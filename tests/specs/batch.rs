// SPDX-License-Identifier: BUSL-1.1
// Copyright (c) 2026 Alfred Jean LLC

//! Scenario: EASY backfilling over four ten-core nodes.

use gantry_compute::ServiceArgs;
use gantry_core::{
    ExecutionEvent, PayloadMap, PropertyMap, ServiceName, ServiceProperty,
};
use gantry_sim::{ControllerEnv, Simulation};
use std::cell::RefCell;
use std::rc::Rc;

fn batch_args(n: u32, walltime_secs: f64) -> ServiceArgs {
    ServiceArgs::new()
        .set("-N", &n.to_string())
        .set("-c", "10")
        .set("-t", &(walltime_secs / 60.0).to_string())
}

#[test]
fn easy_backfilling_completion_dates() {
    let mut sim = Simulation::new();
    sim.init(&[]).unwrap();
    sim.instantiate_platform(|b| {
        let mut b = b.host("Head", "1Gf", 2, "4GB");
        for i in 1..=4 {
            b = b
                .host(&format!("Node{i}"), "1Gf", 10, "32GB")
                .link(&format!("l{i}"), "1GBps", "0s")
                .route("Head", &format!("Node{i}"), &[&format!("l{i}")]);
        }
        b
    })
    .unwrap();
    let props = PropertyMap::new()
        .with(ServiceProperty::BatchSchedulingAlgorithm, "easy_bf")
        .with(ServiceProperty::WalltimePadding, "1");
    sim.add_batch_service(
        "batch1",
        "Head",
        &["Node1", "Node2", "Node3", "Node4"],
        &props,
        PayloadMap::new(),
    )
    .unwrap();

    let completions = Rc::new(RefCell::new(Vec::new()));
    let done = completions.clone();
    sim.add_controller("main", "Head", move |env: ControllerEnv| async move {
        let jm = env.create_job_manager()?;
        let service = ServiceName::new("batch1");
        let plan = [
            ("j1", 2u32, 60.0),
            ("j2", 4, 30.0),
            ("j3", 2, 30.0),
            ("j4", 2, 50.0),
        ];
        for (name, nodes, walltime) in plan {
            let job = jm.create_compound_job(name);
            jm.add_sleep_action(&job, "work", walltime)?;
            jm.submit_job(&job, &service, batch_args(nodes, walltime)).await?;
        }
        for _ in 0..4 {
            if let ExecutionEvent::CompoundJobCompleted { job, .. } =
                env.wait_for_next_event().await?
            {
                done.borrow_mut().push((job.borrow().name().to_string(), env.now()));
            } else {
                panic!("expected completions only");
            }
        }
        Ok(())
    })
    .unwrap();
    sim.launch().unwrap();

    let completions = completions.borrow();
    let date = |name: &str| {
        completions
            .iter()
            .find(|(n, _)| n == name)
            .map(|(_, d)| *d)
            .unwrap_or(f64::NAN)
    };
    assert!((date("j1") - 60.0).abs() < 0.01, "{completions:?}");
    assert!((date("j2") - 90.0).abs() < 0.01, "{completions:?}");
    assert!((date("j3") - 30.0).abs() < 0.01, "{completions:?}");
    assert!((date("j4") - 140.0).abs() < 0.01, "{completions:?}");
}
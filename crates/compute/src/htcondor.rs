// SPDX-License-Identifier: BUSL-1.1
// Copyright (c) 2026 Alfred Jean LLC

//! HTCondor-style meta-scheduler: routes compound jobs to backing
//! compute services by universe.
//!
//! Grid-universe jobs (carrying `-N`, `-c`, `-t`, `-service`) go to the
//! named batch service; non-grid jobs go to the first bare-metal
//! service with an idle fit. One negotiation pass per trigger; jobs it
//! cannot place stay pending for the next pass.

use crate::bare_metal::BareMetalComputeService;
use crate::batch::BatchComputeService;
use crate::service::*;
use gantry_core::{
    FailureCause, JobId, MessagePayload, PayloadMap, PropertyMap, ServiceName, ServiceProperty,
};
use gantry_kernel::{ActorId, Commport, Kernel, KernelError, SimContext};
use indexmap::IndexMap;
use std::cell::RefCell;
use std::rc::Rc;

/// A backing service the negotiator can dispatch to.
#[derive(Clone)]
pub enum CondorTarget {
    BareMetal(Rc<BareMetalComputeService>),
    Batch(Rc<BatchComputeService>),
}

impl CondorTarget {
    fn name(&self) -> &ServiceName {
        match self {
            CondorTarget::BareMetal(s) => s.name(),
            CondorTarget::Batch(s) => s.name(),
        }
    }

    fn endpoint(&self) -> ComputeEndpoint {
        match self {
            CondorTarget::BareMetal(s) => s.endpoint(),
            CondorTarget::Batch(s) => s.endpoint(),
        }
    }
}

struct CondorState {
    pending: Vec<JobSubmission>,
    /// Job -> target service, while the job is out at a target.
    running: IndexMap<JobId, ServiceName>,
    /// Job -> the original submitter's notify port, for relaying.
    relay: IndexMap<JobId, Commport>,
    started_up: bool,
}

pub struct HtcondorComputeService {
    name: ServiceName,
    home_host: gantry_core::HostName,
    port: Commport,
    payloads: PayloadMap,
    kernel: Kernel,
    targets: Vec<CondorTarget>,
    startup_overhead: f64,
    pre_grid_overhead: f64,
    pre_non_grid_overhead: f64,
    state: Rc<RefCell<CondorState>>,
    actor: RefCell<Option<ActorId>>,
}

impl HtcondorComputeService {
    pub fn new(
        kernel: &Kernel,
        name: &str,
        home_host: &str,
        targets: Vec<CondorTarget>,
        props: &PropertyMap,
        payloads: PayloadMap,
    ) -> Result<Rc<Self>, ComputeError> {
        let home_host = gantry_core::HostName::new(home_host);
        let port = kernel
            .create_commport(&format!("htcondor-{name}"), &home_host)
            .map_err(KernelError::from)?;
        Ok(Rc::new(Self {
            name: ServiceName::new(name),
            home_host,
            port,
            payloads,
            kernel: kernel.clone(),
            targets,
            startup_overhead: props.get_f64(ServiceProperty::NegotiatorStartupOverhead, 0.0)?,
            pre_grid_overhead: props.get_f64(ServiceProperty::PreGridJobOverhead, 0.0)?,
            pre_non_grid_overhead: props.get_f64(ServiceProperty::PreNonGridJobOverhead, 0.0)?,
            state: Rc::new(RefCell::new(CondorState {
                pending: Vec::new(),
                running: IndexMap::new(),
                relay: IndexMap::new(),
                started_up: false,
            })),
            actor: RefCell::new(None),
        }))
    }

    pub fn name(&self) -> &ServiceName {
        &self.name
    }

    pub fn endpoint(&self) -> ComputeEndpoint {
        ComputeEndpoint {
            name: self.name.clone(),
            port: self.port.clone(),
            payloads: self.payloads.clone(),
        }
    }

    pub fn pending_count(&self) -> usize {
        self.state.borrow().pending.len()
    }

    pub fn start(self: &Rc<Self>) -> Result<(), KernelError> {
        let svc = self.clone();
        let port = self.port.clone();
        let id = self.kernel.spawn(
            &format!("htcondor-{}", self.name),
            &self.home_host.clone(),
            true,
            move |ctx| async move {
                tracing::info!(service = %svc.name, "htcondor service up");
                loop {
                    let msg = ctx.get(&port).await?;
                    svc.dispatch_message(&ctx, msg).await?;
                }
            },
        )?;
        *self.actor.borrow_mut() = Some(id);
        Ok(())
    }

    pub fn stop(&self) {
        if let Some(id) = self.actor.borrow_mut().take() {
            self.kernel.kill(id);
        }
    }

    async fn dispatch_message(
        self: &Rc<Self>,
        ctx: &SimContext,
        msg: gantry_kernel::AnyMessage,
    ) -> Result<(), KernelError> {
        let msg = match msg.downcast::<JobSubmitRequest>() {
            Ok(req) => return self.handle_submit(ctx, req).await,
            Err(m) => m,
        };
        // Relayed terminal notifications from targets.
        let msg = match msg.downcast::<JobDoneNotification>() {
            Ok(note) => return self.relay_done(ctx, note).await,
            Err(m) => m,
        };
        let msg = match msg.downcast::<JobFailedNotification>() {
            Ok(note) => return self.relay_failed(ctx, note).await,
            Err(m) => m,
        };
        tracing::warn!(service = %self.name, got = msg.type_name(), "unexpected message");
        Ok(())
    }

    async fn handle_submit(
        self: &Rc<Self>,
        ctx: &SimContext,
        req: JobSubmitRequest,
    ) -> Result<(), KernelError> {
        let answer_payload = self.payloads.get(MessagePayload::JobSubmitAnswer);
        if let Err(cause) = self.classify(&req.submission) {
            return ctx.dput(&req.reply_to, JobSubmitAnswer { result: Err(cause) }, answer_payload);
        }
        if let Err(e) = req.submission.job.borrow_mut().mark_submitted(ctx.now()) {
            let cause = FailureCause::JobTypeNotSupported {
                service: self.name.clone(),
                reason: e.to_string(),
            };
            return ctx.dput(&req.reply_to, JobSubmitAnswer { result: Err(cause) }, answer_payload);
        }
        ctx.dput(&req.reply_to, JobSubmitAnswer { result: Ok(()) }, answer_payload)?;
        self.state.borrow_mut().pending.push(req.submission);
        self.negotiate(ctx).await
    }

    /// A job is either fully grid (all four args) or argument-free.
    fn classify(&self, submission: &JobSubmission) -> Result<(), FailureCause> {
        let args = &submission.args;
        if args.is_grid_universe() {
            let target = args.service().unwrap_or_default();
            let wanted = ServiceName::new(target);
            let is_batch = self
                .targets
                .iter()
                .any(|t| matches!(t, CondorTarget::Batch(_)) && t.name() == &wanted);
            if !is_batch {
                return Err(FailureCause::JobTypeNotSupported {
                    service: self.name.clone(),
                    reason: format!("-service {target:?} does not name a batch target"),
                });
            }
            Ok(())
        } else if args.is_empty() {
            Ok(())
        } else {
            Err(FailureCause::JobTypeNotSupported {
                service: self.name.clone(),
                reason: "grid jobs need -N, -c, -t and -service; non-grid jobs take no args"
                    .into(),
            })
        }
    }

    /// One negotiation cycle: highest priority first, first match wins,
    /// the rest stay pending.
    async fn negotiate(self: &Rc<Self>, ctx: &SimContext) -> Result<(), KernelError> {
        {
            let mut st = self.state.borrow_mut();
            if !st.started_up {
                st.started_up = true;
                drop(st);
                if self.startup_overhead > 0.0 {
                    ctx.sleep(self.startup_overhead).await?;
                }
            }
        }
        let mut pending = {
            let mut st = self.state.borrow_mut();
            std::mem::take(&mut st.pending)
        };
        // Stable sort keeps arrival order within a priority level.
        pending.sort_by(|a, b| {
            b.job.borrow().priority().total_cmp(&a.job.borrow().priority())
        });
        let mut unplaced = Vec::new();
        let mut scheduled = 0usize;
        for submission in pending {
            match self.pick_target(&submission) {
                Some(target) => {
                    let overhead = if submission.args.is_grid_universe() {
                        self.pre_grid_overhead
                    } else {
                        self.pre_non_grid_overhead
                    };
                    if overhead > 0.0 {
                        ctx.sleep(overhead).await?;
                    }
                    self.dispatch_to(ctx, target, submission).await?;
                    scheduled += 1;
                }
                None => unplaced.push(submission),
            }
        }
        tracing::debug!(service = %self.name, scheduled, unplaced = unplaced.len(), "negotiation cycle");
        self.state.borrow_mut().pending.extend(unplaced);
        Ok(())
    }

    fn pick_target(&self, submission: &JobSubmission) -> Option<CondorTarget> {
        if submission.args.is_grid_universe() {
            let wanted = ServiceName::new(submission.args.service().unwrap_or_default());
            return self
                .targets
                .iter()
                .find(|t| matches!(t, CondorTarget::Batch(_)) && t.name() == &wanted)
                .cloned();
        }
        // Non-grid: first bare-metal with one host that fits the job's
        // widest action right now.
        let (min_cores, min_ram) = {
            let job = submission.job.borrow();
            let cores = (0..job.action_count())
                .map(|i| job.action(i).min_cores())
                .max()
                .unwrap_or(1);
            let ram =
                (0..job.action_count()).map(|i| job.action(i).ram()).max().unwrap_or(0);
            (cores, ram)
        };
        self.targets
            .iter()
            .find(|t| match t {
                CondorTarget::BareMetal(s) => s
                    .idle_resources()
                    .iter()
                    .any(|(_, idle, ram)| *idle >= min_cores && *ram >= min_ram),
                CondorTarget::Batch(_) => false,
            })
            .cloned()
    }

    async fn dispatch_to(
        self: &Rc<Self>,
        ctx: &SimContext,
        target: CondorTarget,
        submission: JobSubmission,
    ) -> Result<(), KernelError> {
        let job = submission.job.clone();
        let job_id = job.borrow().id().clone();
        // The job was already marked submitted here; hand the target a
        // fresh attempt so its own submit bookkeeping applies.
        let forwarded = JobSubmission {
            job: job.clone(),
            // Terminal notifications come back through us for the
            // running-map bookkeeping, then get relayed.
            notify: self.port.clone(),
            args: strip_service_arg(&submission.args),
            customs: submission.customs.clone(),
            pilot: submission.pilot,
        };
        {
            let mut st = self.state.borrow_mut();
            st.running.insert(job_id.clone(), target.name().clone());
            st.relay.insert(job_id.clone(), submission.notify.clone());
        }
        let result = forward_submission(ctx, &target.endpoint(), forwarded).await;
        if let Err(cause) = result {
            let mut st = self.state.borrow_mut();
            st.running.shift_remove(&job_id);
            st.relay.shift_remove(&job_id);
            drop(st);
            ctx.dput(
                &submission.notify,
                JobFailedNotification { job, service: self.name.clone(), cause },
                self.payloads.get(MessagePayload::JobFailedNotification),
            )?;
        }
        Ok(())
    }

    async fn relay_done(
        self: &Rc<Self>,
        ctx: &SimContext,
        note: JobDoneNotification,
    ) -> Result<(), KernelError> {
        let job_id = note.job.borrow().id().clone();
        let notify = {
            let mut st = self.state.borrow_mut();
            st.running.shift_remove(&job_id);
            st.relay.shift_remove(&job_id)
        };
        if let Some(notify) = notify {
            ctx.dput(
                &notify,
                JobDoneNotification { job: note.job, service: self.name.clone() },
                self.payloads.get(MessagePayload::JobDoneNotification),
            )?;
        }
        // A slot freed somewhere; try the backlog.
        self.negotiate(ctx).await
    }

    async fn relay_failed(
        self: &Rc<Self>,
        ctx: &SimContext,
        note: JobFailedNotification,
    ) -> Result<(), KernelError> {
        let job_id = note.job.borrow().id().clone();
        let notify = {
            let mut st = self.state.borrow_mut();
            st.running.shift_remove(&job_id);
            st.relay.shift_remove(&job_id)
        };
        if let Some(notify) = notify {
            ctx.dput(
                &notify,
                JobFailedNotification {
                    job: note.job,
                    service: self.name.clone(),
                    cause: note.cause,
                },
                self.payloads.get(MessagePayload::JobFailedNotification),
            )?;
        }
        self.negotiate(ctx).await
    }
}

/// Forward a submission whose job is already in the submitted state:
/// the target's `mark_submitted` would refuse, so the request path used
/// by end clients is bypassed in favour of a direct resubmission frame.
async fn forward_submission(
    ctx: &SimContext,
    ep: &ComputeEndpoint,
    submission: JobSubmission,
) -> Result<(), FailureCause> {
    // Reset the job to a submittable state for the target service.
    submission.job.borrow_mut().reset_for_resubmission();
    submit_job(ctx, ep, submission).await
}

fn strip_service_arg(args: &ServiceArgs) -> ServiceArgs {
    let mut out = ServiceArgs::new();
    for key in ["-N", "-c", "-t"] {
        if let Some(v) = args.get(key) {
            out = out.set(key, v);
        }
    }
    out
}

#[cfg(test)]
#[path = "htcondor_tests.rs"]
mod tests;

----

## Problem to solve
In the entries above, find the line with "std::mem::take(&mut st.pending)" and the line with "for submission in", then restate word for word both of them and every line between, with nothing more.

## Response
            std::mem::take(&mut st.pending)
        };
        // Stable sort keeps arrival order within a priority level.
        pending.sort_by(|a, b| {
            b.job.borrow().priority().total_cmp(&a.job.borrow().priority())
        });
        let mut unplaced = Vec::new();
        let mut scheduled = 0usize;
        for submission in pending {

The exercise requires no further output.